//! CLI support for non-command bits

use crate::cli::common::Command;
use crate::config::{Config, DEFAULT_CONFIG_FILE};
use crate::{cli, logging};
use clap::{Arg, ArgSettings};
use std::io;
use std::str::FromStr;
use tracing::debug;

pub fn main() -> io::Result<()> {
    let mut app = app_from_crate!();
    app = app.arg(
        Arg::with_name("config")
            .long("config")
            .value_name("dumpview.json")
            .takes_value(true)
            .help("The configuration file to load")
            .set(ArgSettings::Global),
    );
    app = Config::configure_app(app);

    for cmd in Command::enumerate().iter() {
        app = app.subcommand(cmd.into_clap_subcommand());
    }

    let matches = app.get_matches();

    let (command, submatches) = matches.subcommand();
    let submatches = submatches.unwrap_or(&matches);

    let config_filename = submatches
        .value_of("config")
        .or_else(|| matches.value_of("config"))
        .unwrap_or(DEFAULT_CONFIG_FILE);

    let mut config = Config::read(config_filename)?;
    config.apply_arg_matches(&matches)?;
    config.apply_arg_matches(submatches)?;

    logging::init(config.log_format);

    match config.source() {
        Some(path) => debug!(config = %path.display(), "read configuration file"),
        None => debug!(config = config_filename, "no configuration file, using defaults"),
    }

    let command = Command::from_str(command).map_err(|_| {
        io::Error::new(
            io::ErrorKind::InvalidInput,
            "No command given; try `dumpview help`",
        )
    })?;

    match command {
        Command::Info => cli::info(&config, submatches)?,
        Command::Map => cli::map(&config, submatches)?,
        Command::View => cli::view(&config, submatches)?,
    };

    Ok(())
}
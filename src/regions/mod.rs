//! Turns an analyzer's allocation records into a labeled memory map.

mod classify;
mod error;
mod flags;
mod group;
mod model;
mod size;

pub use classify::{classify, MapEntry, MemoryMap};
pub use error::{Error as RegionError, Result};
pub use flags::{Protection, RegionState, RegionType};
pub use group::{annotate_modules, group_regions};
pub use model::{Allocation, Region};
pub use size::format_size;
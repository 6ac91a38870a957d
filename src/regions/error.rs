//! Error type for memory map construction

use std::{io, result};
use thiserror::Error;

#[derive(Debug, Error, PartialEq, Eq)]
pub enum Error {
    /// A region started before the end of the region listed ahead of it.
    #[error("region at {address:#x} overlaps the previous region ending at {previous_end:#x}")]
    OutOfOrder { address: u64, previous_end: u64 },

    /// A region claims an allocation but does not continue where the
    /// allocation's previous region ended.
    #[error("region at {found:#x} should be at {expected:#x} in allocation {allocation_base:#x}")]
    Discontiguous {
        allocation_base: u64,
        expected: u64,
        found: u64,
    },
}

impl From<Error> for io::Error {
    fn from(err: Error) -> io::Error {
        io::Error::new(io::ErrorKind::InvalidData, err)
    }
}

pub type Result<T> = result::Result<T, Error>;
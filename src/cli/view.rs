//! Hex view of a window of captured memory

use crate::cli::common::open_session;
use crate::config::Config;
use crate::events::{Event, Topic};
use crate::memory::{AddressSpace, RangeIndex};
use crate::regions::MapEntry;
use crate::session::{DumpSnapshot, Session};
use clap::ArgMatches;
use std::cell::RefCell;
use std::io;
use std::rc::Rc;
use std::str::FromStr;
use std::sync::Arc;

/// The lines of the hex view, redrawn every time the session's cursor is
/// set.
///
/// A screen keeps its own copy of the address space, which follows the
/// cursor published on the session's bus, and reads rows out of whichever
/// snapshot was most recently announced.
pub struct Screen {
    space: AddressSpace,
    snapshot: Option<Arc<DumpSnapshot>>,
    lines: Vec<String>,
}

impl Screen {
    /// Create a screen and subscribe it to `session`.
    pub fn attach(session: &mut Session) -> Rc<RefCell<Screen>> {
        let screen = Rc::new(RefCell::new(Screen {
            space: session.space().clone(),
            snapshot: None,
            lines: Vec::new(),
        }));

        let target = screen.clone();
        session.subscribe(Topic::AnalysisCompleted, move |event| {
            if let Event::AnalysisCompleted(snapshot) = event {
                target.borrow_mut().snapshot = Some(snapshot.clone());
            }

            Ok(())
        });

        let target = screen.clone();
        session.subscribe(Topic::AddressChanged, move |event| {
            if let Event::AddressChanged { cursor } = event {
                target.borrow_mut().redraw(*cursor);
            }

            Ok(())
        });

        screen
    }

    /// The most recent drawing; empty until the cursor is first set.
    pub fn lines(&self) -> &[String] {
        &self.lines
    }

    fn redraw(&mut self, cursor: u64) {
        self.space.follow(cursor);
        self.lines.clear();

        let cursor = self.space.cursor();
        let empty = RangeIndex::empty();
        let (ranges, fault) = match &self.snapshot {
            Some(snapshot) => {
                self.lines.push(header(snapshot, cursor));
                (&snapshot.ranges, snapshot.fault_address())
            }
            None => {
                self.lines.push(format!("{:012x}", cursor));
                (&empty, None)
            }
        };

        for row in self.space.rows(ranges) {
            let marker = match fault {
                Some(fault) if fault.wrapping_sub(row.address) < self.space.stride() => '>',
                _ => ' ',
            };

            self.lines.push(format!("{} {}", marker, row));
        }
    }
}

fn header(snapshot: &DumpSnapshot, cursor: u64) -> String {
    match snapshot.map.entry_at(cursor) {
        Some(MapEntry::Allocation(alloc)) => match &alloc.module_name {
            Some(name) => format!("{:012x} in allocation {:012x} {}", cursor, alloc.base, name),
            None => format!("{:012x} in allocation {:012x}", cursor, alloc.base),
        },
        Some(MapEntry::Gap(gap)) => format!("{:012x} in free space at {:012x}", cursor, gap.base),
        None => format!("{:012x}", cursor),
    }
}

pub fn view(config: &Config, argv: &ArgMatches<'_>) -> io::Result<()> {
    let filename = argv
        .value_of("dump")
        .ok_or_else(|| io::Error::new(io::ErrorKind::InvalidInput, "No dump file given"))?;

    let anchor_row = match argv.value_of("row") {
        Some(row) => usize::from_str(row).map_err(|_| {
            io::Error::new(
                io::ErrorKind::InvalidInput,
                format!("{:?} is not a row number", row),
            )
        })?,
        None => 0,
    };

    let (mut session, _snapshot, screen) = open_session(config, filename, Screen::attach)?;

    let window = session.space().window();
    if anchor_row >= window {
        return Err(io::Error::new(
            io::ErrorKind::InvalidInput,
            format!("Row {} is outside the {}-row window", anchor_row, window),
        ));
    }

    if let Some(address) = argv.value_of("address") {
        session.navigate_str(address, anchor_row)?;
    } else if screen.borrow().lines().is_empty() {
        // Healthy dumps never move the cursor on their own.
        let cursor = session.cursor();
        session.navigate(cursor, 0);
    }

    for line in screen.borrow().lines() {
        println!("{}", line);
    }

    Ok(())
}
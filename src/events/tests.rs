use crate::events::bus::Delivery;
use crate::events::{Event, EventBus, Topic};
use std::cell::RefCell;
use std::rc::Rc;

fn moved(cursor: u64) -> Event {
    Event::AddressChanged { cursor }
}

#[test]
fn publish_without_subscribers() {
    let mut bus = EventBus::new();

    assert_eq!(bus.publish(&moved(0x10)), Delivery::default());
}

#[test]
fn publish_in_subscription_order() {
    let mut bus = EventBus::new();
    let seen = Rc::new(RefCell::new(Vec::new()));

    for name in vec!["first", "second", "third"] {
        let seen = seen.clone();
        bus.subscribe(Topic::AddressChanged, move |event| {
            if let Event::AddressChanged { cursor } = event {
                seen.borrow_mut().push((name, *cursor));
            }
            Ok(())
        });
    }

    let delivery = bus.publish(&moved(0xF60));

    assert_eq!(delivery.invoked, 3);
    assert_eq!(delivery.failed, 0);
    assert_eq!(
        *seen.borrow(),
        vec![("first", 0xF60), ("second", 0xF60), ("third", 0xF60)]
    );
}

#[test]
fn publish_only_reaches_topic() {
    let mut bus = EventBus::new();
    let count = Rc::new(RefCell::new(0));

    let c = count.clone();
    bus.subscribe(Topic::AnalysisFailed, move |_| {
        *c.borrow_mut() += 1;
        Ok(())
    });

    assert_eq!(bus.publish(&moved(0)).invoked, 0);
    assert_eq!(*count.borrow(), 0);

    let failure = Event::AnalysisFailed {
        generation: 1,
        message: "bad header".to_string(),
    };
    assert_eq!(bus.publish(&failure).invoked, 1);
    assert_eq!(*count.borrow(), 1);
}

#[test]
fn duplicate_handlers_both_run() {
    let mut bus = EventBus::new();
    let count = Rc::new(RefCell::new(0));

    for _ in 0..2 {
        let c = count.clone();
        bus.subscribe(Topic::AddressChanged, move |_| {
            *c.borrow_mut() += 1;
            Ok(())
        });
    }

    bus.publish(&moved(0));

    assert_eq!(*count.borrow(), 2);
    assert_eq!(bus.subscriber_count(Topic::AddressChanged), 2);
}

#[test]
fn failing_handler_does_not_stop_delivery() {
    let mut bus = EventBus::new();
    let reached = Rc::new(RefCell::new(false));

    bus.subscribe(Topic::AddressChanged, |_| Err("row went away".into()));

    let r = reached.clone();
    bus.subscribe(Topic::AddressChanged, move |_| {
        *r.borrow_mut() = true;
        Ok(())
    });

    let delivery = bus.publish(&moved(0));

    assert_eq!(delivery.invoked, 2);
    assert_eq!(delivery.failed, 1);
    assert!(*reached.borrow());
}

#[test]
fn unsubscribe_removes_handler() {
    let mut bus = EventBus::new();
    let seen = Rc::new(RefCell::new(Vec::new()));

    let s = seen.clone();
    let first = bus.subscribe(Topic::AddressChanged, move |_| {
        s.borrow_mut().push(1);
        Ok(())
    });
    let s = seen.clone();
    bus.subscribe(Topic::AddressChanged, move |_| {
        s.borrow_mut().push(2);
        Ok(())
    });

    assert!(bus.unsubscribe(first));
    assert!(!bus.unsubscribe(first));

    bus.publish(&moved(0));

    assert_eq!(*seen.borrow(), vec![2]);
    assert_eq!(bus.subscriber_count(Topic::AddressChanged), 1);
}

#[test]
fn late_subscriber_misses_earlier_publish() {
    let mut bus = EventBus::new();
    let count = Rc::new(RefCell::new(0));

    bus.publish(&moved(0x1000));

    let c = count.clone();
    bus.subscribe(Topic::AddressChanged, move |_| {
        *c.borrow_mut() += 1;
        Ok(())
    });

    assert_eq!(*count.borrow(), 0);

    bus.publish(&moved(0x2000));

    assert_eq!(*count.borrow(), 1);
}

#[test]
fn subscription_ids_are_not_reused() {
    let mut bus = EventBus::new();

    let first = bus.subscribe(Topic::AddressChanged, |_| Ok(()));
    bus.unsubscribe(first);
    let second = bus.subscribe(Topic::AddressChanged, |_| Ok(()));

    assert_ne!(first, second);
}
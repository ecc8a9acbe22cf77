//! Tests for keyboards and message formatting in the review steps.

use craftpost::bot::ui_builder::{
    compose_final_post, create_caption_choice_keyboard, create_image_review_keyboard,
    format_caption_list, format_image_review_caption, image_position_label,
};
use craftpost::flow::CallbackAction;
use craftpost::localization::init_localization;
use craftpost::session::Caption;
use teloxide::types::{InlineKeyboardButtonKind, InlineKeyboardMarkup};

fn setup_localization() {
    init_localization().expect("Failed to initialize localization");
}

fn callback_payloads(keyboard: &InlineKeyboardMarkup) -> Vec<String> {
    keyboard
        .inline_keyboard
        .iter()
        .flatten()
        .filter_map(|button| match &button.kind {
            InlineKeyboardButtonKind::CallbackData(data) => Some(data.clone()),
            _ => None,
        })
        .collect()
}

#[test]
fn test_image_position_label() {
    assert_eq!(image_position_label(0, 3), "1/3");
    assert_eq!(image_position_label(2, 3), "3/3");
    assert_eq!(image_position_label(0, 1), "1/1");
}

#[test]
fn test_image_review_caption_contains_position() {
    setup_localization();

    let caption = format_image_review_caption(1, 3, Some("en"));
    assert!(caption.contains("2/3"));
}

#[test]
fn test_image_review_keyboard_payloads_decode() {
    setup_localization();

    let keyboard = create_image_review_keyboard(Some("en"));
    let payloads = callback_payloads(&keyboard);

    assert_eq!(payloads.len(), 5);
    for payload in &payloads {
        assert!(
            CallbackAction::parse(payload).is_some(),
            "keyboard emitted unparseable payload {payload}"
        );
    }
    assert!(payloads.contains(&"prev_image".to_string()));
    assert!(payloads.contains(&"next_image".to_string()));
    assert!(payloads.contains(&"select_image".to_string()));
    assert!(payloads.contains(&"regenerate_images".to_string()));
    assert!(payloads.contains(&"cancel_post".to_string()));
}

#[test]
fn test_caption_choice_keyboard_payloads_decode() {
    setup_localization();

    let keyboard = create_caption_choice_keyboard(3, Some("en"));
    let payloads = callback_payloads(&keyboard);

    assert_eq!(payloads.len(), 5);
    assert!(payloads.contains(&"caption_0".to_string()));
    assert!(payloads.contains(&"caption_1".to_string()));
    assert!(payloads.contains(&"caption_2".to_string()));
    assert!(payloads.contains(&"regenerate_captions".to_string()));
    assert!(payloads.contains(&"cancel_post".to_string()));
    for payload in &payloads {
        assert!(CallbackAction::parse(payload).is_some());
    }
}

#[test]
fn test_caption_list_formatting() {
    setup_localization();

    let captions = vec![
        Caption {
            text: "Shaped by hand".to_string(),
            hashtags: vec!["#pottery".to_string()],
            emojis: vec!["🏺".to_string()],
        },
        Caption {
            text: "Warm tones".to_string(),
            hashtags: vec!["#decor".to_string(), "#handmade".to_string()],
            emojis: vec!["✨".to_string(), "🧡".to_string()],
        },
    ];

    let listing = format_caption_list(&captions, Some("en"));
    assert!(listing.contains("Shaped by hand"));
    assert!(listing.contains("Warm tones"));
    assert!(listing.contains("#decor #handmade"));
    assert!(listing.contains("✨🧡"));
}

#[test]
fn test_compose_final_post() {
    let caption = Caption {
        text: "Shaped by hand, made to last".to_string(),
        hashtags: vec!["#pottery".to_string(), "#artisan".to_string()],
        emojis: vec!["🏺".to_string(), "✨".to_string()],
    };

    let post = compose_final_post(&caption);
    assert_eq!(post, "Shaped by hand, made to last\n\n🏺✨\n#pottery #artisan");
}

━━━━

## What needs to be done
Your answer must consist solely of the lines from the one containing "made to last\n\n🏺✨\n#pottery" through the last line of the entries, reproduced exactly.

## Completed task
    assert_eq!(post, "Shaped by hand, made to last\n\n🏺✨\n#pottery #artisan");
}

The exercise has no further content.